**Given records:**

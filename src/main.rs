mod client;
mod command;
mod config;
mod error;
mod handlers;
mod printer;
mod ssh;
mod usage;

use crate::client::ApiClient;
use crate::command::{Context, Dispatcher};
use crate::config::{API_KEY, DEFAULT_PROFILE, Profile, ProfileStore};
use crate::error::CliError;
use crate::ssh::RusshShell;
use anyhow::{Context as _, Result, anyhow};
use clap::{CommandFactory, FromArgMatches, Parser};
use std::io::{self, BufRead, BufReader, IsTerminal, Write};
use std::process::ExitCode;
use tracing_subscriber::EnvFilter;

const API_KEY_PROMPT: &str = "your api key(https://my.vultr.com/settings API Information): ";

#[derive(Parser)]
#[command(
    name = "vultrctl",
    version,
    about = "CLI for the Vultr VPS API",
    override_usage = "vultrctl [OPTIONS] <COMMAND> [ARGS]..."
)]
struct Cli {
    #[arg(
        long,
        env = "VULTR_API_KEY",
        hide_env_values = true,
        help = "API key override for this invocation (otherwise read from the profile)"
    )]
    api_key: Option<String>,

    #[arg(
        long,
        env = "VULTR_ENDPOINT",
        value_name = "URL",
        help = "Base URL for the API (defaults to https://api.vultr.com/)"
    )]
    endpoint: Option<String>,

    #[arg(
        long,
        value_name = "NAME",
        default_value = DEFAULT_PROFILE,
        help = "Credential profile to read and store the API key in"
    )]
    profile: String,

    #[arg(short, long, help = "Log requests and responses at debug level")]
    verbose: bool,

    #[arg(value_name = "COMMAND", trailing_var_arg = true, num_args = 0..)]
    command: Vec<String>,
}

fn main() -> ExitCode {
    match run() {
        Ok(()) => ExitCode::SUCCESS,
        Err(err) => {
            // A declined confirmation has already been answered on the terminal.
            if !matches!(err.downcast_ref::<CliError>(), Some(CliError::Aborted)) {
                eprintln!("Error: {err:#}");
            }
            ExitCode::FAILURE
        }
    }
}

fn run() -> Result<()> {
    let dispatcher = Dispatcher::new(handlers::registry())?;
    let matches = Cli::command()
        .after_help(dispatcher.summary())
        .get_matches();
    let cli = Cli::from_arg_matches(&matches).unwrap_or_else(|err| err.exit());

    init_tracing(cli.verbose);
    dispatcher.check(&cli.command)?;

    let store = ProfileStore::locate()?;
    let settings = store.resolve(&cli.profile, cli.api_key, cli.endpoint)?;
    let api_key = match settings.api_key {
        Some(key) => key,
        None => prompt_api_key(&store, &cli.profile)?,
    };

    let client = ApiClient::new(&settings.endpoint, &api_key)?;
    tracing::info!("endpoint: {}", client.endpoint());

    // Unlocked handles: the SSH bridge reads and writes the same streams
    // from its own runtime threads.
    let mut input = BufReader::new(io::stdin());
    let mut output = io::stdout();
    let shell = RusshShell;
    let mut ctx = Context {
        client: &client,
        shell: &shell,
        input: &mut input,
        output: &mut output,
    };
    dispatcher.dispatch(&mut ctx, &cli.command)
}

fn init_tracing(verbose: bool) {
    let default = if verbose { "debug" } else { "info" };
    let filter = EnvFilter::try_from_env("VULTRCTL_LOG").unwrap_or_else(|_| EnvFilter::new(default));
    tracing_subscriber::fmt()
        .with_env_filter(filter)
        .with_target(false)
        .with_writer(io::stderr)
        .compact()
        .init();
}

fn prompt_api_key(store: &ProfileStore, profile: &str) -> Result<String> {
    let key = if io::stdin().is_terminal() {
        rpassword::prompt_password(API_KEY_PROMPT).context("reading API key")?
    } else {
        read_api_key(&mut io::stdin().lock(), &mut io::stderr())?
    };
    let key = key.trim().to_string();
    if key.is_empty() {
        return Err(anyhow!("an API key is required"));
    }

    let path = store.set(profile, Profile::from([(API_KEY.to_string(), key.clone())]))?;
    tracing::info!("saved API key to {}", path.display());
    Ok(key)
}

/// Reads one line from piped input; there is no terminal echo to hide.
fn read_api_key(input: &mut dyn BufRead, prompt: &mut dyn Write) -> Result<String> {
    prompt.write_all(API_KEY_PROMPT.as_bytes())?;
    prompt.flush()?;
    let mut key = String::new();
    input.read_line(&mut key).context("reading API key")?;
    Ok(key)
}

**Task to complete:** For the listing above, work out how many lines contain the string "input" and return only that figure.

**Result for this exercise:** 5